Collection entries
⟨
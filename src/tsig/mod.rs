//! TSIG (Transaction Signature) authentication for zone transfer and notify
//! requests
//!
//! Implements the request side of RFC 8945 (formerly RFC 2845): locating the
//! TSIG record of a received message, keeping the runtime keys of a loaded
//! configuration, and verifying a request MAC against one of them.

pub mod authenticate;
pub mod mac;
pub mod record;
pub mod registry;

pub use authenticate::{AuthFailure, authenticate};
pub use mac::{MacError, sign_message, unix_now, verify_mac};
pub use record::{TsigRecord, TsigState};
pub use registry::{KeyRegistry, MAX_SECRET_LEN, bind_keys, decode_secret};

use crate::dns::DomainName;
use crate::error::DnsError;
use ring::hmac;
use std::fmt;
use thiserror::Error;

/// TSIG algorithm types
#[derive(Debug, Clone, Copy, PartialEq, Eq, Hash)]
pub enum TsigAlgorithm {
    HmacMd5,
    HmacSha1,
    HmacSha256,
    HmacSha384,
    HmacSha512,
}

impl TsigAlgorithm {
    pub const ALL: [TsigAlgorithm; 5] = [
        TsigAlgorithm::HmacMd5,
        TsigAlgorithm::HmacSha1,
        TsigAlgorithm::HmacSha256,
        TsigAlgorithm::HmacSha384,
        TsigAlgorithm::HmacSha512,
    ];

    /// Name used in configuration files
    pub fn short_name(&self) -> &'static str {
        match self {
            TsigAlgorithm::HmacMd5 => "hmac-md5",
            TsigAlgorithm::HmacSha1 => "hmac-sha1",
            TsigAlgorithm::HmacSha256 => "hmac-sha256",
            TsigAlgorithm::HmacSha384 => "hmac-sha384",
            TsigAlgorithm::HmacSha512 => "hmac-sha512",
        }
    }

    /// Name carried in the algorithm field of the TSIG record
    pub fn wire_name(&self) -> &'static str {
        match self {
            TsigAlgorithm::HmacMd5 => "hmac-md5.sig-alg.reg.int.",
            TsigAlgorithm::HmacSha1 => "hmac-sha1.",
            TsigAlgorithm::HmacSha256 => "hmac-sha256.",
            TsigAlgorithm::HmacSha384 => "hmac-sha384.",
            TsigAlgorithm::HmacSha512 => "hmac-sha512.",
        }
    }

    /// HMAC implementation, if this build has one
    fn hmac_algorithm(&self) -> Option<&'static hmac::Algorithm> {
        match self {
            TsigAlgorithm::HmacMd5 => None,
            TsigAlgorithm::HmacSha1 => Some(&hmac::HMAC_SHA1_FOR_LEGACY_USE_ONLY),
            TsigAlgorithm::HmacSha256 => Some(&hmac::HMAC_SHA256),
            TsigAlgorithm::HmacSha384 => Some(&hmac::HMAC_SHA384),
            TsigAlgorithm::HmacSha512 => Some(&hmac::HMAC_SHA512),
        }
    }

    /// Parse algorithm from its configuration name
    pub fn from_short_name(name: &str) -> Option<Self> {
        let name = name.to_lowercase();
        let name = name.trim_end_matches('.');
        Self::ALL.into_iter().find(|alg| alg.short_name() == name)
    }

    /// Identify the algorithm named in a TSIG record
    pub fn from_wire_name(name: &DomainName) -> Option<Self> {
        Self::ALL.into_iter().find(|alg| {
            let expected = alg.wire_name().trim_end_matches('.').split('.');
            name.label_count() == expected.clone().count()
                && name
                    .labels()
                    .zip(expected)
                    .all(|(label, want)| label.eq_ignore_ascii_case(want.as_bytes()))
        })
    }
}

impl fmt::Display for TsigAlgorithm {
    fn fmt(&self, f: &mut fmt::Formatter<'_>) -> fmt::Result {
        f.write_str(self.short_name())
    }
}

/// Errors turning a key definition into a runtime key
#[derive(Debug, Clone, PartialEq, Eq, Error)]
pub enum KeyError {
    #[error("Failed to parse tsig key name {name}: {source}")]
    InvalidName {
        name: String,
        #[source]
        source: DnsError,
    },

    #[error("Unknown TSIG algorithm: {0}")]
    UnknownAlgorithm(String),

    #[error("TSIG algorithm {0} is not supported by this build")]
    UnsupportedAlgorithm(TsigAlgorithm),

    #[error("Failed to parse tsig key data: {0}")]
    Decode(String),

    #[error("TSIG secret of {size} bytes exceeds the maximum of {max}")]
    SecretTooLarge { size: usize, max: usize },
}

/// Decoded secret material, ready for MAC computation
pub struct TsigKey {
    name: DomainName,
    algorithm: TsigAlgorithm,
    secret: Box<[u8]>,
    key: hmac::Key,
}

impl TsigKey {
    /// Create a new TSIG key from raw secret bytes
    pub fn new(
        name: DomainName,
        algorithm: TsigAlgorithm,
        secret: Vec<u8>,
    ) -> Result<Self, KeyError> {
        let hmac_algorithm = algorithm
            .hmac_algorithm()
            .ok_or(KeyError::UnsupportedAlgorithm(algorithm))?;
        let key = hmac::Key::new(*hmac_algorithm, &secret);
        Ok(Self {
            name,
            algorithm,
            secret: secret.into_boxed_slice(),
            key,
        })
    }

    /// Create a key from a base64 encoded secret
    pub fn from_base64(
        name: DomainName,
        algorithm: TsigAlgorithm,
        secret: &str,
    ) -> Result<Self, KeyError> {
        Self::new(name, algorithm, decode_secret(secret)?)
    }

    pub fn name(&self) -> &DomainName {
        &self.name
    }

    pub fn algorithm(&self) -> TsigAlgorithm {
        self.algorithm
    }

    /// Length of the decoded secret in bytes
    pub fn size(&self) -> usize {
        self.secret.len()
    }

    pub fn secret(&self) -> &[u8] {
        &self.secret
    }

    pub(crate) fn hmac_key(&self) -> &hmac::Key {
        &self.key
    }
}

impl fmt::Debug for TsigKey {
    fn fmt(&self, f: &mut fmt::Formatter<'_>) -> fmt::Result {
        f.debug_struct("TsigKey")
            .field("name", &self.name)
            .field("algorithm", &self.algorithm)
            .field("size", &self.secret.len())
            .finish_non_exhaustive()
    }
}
⟩
⟨
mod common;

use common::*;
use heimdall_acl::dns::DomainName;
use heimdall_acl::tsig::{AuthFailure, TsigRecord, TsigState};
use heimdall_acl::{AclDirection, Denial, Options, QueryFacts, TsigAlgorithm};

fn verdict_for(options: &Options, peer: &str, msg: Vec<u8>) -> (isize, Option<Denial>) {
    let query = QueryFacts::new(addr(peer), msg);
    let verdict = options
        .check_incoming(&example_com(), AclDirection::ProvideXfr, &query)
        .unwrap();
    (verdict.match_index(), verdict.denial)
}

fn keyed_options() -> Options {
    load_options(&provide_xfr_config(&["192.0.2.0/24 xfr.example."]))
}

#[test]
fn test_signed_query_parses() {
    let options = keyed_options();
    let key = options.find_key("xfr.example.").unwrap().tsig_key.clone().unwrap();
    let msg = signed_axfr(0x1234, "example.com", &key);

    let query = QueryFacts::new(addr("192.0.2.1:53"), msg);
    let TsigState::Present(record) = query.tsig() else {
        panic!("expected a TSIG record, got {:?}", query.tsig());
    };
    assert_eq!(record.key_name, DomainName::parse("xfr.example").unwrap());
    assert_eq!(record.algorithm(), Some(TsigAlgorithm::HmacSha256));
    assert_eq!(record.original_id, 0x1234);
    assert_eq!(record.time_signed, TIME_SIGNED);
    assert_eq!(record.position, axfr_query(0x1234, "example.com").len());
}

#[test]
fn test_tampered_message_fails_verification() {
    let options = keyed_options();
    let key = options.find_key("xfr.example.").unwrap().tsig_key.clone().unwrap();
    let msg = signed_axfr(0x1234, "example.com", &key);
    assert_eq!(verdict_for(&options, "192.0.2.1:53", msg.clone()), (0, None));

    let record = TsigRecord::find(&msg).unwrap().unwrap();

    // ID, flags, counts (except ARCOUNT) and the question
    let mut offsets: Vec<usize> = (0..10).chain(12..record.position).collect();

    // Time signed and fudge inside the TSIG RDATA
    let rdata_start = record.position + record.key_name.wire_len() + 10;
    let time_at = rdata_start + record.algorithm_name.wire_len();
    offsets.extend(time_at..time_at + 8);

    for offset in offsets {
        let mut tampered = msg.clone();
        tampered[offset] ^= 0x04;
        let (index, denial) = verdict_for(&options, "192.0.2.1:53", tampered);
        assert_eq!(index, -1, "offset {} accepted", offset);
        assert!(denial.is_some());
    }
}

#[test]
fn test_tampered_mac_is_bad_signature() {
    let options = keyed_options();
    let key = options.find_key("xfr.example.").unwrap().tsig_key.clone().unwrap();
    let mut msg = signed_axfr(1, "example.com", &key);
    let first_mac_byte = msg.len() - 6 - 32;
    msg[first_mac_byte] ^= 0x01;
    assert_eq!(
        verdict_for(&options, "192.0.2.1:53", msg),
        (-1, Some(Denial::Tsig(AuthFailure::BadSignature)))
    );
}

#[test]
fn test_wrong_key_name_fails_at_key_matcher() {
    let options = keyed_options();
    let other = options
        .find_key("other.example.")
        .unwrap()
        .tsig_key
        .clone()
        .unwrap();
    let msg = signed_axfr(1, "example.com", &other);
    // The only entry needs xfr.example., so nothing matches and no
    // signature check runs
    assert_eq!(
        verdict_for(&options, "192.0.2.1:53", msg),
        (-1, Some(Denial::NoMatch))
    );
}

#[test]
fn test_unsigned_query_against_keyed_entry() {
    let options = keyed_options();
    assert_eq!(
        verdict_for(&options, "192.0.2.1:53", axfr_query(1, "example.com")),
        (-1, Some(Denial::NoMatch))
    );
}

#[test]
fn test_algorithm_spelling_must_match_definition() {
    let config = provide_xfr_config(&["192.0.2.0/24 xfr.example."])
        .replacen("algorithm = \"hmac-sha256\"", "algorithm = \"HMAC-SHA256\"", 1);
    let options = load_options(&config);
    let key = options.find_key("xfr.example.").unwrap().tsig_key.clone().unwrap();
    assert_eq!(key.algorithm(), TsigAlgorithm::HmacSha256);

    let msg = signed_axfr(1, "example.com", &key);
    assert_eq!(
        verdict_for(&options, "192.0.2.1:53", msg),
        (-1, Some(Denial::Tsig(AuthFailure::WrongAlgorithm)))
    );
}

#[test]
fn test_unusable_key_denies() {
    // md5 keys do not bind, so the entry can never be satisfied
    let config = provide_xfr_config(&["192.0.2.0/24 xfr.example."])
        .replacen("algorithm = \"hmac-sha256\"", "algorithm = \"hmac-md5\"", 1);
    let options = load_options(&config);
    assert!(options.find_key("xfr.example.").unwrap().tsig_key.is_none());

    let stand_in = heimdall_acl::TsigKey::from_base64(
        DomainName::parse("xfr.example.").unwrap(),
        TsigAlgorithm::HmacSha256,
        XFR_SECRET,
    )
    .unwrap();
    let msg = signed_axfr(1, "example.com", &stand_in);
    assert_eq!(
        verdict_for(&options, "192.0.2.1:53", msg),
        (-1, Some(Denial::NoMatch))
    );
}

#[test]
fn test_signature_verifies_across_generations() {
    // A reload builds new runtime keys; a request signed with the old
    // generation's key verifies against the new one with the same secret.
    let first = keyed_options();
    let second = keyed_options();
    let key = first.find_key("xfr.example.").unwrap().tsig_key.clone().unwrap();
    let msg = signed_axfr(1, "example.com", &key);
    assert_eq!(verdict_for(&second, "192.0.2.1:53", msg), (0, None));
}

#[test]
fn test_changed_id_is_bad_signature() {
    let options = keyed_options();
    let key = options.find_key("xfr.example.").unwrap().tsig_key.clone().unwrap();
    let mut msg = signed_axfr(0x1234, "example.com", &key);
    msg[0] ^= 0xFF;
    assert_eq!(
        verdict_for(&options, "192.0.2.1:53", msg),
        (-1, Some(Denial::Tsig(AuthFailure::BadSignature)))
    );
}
⟩
⟨
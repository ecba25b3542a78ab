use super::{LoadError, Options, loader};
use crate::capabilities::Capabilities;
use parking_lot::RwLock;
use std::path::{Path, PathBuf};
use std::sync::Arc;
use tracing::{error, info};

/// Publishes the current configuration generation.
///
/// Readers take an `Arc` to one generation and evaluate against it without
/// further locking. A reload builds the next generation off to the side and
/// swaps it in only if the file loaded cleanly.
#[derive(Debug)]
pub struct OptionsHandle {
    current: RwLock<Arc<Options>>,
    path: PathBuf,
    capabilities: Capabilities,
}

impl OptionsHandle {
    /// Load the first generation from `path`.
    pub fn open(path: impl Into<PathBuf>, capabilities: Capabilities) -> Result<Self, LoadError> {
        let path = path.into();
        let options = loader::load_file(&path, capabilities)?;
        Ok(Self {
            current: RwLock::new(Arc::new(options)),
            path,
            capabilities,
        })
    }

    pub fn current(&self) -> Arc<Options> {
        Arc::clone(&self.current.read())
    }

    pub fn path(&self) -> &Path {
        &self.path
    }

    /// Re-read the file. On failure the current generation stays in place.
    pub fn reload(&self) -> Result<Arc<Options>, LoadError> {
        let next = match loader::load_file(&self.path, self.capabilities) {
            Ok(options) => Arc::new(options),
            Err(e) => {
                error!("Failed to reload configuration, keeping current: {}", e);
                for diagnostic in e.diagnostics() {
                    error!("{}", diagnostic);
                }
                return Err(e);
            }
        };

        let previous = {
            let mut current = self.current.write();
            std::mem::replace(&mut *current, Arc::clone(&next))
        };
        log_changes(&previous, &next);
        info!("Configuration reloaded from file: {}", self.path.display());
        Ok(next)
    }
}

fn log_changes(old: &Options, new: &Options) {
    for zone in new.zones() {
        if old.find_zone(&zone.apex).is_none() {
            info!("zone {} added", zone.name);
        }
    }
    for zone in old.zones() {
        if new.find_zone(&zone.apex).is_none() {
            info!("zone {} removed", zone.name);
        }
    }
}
⟩
● What the task asks:
Each line above that contains the word "keeping" should be returned.

● Solution to the problem:
//! TSIG record of a received message, keeping the runtime keys of a loaded
                error!("Failed to reload configuration, keeping current: {}", e);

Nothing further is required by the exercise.